You are viewing a plain text version of this content. The canonical link for it is here.
Posted to users@kafka.apache.org by Charles Devilliers <ch...@gmail.com> on 2020/07/29 22:00:56 UTC
Sharing of State Stores
Hello,
I have some rudimentary questions on state stores. My service is planned to
have two transformers, each listening to a different topic. Both topics
have the same number of partitions and the upstream producers to those
topics are consistent with respect to key schema. My question centers
around the fact that both transformers need to consult and update the same
persistent state store in order to make decisions with respect to record
processing. I am not implementing a custom key partitioner, I'm using the
default. Also, there is no re-keying done by either transformer.

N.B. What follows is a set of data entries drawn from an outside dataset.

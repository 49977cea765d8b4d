//! DOM listeners for each binding group
//!
//! Every listener turns a raw DOM event into a `UiEvent` and hands it to the
//! dispatcher. Closures are kept on the host so they stay alive.

use folio_core::{ActionTrigger, Binding, Slot, UiEvent};
use tracing::debug;
use wasm_bindgen::closure::Closure;
use wasm_bindgen::JsCast;
use web_sys::{Event, EventTarget, HtmlInputElement, KeyboardEvent};

use crate::dom;
use crate::host::WebHost;

impl WebHost {
    pub(crate) fn attach(&mut self, binding: Binding) {
        debug!("Binding {:?}", binding);
        match binding {
            Binding::ModalDismiss => {
                self.on_click(Slot::ModalClose, |_| Some(UiEvent::CloseModal));
                self.on_slot(Slot::ModalOverlay, "click", |event| {
                    let on_background = dom::event_element(event)
                        .is_some_and(|el| el.id() == Slot::ModalOverlay.id());
                    Some(UiEvent::OverlayClick { on_background })
                });
            }
            Binding::Navigation => {
                for button in dom::query_all(self.document(), ".navBtn") {
                    let Some(page) = dom::data(&button, "page") else {
                        continue;
                    };
                    self.listen(&button, "click", move |_| {
                        Some(UiEvent::Navigate(page.clone()))
                    });
                }
                self.on_click(Slot::BrandHome, |_| Some(UiEvent::BrandHome));
                self.on_slot(Slot::BrandHome, "keydown", |event| {
                    let key = event.dyn_ref::<KeyboardEvent>()?.key();
                    (key == "Enter").then_some(UiEvent::BrandHome)
                });
                self.on_click(Slot::ExploreProjects, |_| Some(UiEvent::ExploreProjects));
            }
            Binding::Collapsibles => {
                for header in dom::query_all(self.document(), "[data-toggle]") {
                    let Some(body) = dom::data(&header, "toggle") else {
                        continue;
                    };
                    self.listen(&header, "click", move |_| {
                        Some(UiEvent::ToggleSection(body.clone()))
                    });
                }
            }
            Binding::Actions => {
                let document: EventTarget = self.document().clone().into();
                self.listen(&document, "click", |event| {
                    let el = dom::closest(event, "[data-action]")?;
                    let kind = dom::data(&el, "action")?;
                    Some(UiEvent::Action(ActionTrigger {
                        img: dom::data(&el, "img"),
                        url: dom::data(&el, "url"),
                        title: dom::data(&el, "title"),
                        text: dom::data(&el, "text"),
                        ..ActionTrigger::new(kind)
                    }))
                });
            }
            Binding::ThemeToggle => {
                self.on_click(Slot::ThemeButton, |_| Some(UiEvent::ToggleTheme));
            }
            Binding::Help => {
                self.on_click(Slot::HelpButton, |_| Some(UiEvent::OpenHelp));
            }
            Binding::TopButtons => {
                self.on_click(Slot::ContactButton, |_| Some(UiEvent::OpenContact));
                self.on_click(Slot::ContactButtonAlt, |_| Some(UiEvent::OpenContact));
                self.on_click(Slot::OpenLinkedIn, |_| Some(UiEvent::OpenLinkedIn));
                self.on_click(Slot::OpenGitHub, |_| Some(UiEvent::OpenGitHub));
                self.on_click(Slot::DownloadResume, |_| Some(UiEvent::DownloadResume));
                self.on_click(Slot::ScrollTop, |_| Some(UiEvent::ScrollTop));
                self.on_click(Slot::CopyAbout, |_| Some(UiEvent::CopyAbout));
            }
            Binding::Search => {
                self.on_slot(Slot::SearchInput, "input", |event| {
                    let input = dom::event_element(event)?
                        .dyn_into::<HtmlInputElement>()
                        .ok()?;
                    Some(UiEvent::SearchInput(input.value()))
                });
                self.on_click(Slot::ClearSearch, |_| Some(UiEvent::ClearSearch));
            }
            Binding::SkillChips => {
                self.on_click(Slot::SkillChips, |event| {
                    let chip = dom::closest(event, "[data-skill]")?;
                    let index = dom::data(&chip, "skill")?.parse().ok()?;
                    Some(UiEvent::SelectSkill(index))
                });
            }
            Binding::Featured => {
                self.on_click(Slot::FeaturedPreview, |_| Some(UiEvent::FeaturedPreview));
                self.on_click(Slot::FeaturedGitHub, |_| Some(UiEvent::FeaturedGitHub));
                self.on_click(Slot::FeaturedOpen, |_| Some(UiEvent::FeaturedOpen));
                self.on_click(Slot::FeaturedImage, |_| Some(UiEvent::FeaturedImage));
            }
        }
    }

    fn on_click(&mut self, slot: Slot, handler: impl Fn(&Event) -> Option<UiEvent> + 'static) {
        self.on_slot(slot, "click", handler);
    }

    fn on_slot(
        &mut self,
        slot: Slot,
        event_type: &str,
        handler: impl Fn(&Event) -> Option<UiEvent> + 'static,
    ) {
        let Some(el) = dom::by_id(self.document(), slot.id()) else {
            debug!("#{} missing, no {} listener", slot.id(), event_type);
            return;
        };
        self.listen(&el, event_type, handler);
    }

    /// Attach a listener that forwards whatever `handler` produces
    fn listen(
        &mut self,
        target: &EventTarget,
        event_type: &str,
        handler: impl Fn(&Event) -> Option<UiEvent> + 'static,
    ) {
        let dispatcher = self.dispatcher().clone();
        let closure = Closure::<dyn FnMut(Event)>::new(move |event: Event| {
            if let Some(ui_event) = handler(&event) {
                dispatcher.dispatch(ui_event);
            }
        });
        match target.add_event_listener_with_callback(event_type, closure.as_ref().unchecked_ref())
        {
            Ok(()) => self.listeners.push(closure),
            Err(e) => debug!("Could not add {} listener: {:?}", event_type, e),
        }
    }
}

Given the above scenario, I have the following questions:
1) Will a given key always hash to the same kstream consumer group member
for both transformers? You can imagine why this is important given that
they share a state store. My concern is that rebalancing may occur, and
somehow the key space for one of the transformers is moved to another pod,
but not both.
2) If transformer A processes a record R for a given key K, and the shared
state store is updated at key K as a result of that processing, does the
second transformer B have access to the updated state store value as soon
as transformer A is done processing the record? (Assume the record is
updated with a state store put()).
I have been told that in order to ensure that the partition assignments are
consistent across pods, for both input topics, I have to do some exotic
merging of the kstreams that process the input topics, which feels strange
and wrong.
Are there any other constraints or considerations that involve sharing a
state store across transformers that I should be thinking about in my
architecture for this service, but didn't mention?
Thanks for clarifying.
Re: Sharing of State Stores
Posted by Bruno Cadonna <br...@confluent.io>.
Hi Charles,
Two transformers that share the same state store should end up into the
same sub-topology. A sub-topology is executed by as many task as the
number of partitions of the input topics. Each task processes the
records from one input partition group (i.e. the same partition from
both input topics in your case). A task is assigned to one single stream
thread on a Kafka Streams client. Each stream thread is a member of the
consumer group.
1) As far as I understand your setup, same keys are produced to one
partition. A given key will end up in the same partition in both of your
input topics. Hence, the key will be processed by the same task that
executes the sub-topology that contains both transformers.
2) Since the execution of a task is single threaded, the transformers
will access the state consecutively and see the updated state store.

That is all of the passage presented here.